Son ton laisse à penser qu’il plaisantait, mais ses mots resteront. Donald Trump a affirmé, vendredi 14 août, qu’il pourrait revendiquer l’appartenance du très stratégique détroit d’Ormuz aux États-Unis. « Une fois que nous aurons fini de battre l’Iran, qui est en train d’être méchamment battu, je déclarerai très bientôt le détroit d’Ormuz comme étant un territoire des États-Unis », a dit le président américain, ovationné, avec un petit sourire, l’air satisfait, pendant un meeting à Garden City, près de New York.
Donald Trump répète régulièrement que les États-Unis ont le « contrôle » du détroit d’Ormuz, une affirmation que Téhéran a qualifiée de « mensonge ». Dans les faits, ce passage stratégique pour le commerce mondial de pétrole est verrouillé par l’Iran depuis le début de la guerre, alors que les États-Unis imposent de leur côté un blocus aux ports iraniens.
Le dirigeant républicain a aussi défendu sa décision d’entrer en guerre pour empêcher l’Iran de se doter de l’arme nucléaire, en dépit de la hausse du prix du carburant subie par les Américains. « Si vous devez payer un peu plus » pour l’essence, « c’est ok. (…) Je ne m’excuserai jamais.
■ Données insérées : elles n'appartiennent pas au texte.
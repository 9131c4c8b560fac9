mod anomalies;
mod chart;
mod metrics;
mod view;

pub use view::ForecastView;
use yew::prelude::*;

mod components;
mod pages;
pub mod api_client;
pub mod hooks;
pub mod common;
pub mod settings;

use api_client::ApiClient;
use pages::dashboard::DashboardPage;

#[function_component(App)]
pub fn app() -> Html {
    let client = use_memo((), |_| {
        let client = ApiClient::from_settings();
        log::debug!("API client created for {}", client.base_url());
        client
    });

    html! {
        <ContextProvider<ApiClient> context={(*client).clone()}>
            <DashboardPage />
        </ContextProvider<ApiClient>>
    }
}

#[wasm_bindgen::prelude::wasm_bindgen(start)]
pub fn run_app() {
    // Settings must exist before the logger reads its level
    settings::init_settings();

    let settings = settings::get_settings();
    wasm_logger::init(wasm_logger::Config::new(settings.log_level));

    log::info!("=== Afluencia Dashboard Starting ===");
    log::info!("Application settings: {:?}", settings);
    log::debug!("API base URL: {}", settings.api_base_url());
    log::debug!("Debug mode: {}", settings.debug_mode);

    log::trace!("Initializing Yew renderer");
    yew::Renderer::<App>::new().render();
    log::info!("Application initialized successfully");
}
use std::rc::Rc;
use yew::prelude::*;
use common::format::{format_magnitude, or_na};
use common::{RidershipSeries, StationStats, TimeSeries, ValueField};
use plotly::common::{HoverInfo, Line, Mode};
use plotly::{Layout, Plot, Scatter};
use serde_json::json;
use web_sys::HtmlElement;
use crate::common::plot::render_plot;

#[derive(Properties, PartialEq)]
pub struct Props {
    pub data: Rc<TimeSeries>,
    pub linea: String,
    pub estacion: String,
}

fn series_name(field: ValueField) -> &'static str {
    match field {
        ValueField::Afluencia => "Afluencia",
        ValueField::Mean => "Afluencia promedio",
    }
}

#[function_component(TimeSeriesChart)]
pub fn timeseries_chart(props: &Props) -> Html {
    let series = &props.data.series;

    let body = if series.is_empty() {
        html! {
            <div class="text-center py-8 text-gray-500">
                <i class="fas fa-chart-line text-4xl mb-4 opacity-50"></i>
                <p>{"No hay datos para esta estación."}</p>
            </div>
        }
    } else if series.has_no_valid_points() {
        html! {
            <div class="text-center py-8 text-gray-500">
                <i class="fas fa-filter text-4xl mb-4 opacity-50"></i>
                <p>{"Los datos recibidos no contienen valores válidos."}</p>
                <p class="text-sm mt-2">{format!("{} registros descartados por no tener fecha o afluencia.", series.received)}</p>
            </div>
        }
    } else {
        let div_id = format!("timeseries-{}-{}", props.linea, props.estacion)
            .replace(|c: char| !c.is_ascii_alphanumeric() && c != '-', "_");
        html! {
            <>
                <RidershipPlot series={Rc::new(series.clone())} div_id={div_id} />
                { summary_panel(series) }
            </>
        }
    };

    html! {
        <div class="card bg-base-100 shadow">
            <div class="card-body">
                <h3 class="card-title text-lg">{"Afluencia histórica"}</h3>
                <p class="text-sm text-gray-500 mb-4">{format!("{} · {}", props.linea, props.estacion)}</p>
                {body}
                { props.data.stats.as_ref().map(stats_panel).unwrap_or_default() }
            </div>
        </div>
    }
}

fn summary_panel(series: &RidershipSeries) -> Html {
    if !series.has_range() {
        return html! {};
    }
    let Some(summary) = series.summary() else {
        return html! {};
    };

    html! {
        <div class="grid grid-cols-1 md:grid-cols-3 gap-4 mt-4">
            <div class="stat bg-base-200 rounded-lg">
                <div class="stat-title">{"Promedio"}</div>
                <div class="stat-value text-lg">{format_magnitude(summary.mean)}</div>
                <div class="stat-desc">{format!("{} periodos", summary.count)}</div>
            </div>
            <div class="stat bg-base-200 rounded-lg">
                <div class="stat-title">{"Máximo"}</div>
                <div class="stat-value text-lg text-success">{format_magnitude(summary.max)}</div>
            </div>
            <div class="stat bg-base-200 rounded-lg">
                <div class="stat-title">{"Mínimo"}</div>
                <div class="stat-value text-lg text-error">{format_magnitude(summary.min)}</div>
            </div>
        </div>
    }
}

fn stats_panel(stats: &StationStats) -> Html {
    let extreme = |e: &Option<common::Extreme>| match e {
        Some(e) => format!(
            "{} ({})",
            or_na(e.valor, format_magnitude),
            e.fecha.clone().unwrap_or_else(|| "sin fecha".to_string())
        ),
        None => "N/A".to_string(),
    };
    let span = match (&stats.fecha_inicio, &stats.fecha_fin) {
        (Some(start), Some(end)) => format!("{} a {}", start, end),
        _ => "N/A".to_string(),
    };

    html! {
        <div class="overflow-x-auto mt-6">
            <table class="table table-sm">
                <tbody>
                    <tr><th>{"Registros diarios"}</th><td>{stats.total_registros.map(|n| n.to_string()).unwrap_or_else(|| "N/A".to_string())}</td></tr>
                    <tr><th>{"Periodo"}</th><td>{span}</td></tr>
                    <tr><th>{"Promedio diario"}</th><td>{or_na(stats.promedio_diario, format_magnitude)}</td></tr>
                    <tr><th>{"Máximo histórico"}</th><td>{extreme(&stats.maximo_historico)}</td></tr>
                    <tr><th>{"Mínimo histórico"}</th><td>{extreme(&stats.minimo_historico)}</td></tr>
                </tbody>
            </table>
        </div>
    }
}

#[derive(Properties, PartialEq)]
struct RidershipPlotProps {
    series: Rc<RidershipSeries>,
    div_id: String,
}

#[function_component(RidershipPlot)]
fn ridership_plot(props: &RidershipPlotProps) -> Html {
    let container_ref = use_node_ref();

    use_effect_with((container_ref.clone(), props.series.clone(), props.div_id.clone()), move |(container_ref, series, div_id)| {
        if let Some(element) = container_ref.cast::<HtmlElement>() {
            element.set_id(div_id);

            let dates: Vec<String> = series.points.iter().map(|p| p.fecha.clone()).collect();
            let values: Vec<f64> = series.points.iter().map(|p| p.value).collect();
            let hover: Vec<String> = series
                .points
                .iter()
                .map(|p| {
                    let mut text = format!("{}<br>{}: {}", p.fecha, series_name(series.field), format_magnitude(p.value));
                    if let Some(min) = p.min {
                        text.push_str(&format!("<br>Mínimo: {}", format_magnitude(min)));
                    }
                    if let Some(max) = p.max {
                        text.push_str(&format!("<br>Máximo: {}", format_magnitude(max)));
                    }
                    text
                })
                .collect();

            let trace = Scatter::new(dates, values)
                .mode(Mode::LinesMarkers)
                .name(series_name(series.field))
                .text_array(hover)
                .hover_info(HoverInfo::Text)
                .line(Line::new().color("rgb(59, 130, 246)").width(2.0));

            let layout = Layout::new()
                .x_axis(plotly::layout::Axis::new().title("Fecha"))
                .y_axis(plotly::layout::Axis::new().title(series_name(series.field)))
                .height(400);

            let mut plot = Plot::new();
            plot.add_trace(trace);
            plot.set_layout(layout);

            render_plot(div_id, &plot, json!({}));
        }
        || ()
    });

    html! {
        <div ref={container_ref} style="width:100%; height:400px;"></div>
    }
}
J’ai pris la bonne décision », a-t-il assuré. L’Iran n’aura « jamais l’arme nucléaire », a-t-il défendu. Par rapport au niveau d’avant la guerre, le prix de l’essence aux États-Unis s’affichait vendredi en hausse de plus de 35 %. En France, le prix moyen du gazole et du SP95-E10 sont supérieurs à 2 euros, soit une trentaine de centimes de plus qu’au début du conflit.
Publié , cet événement souligne la manière dont les discours politiques s’articulent autour des conflits contemporains et des enjeux géopolitiques majeurs.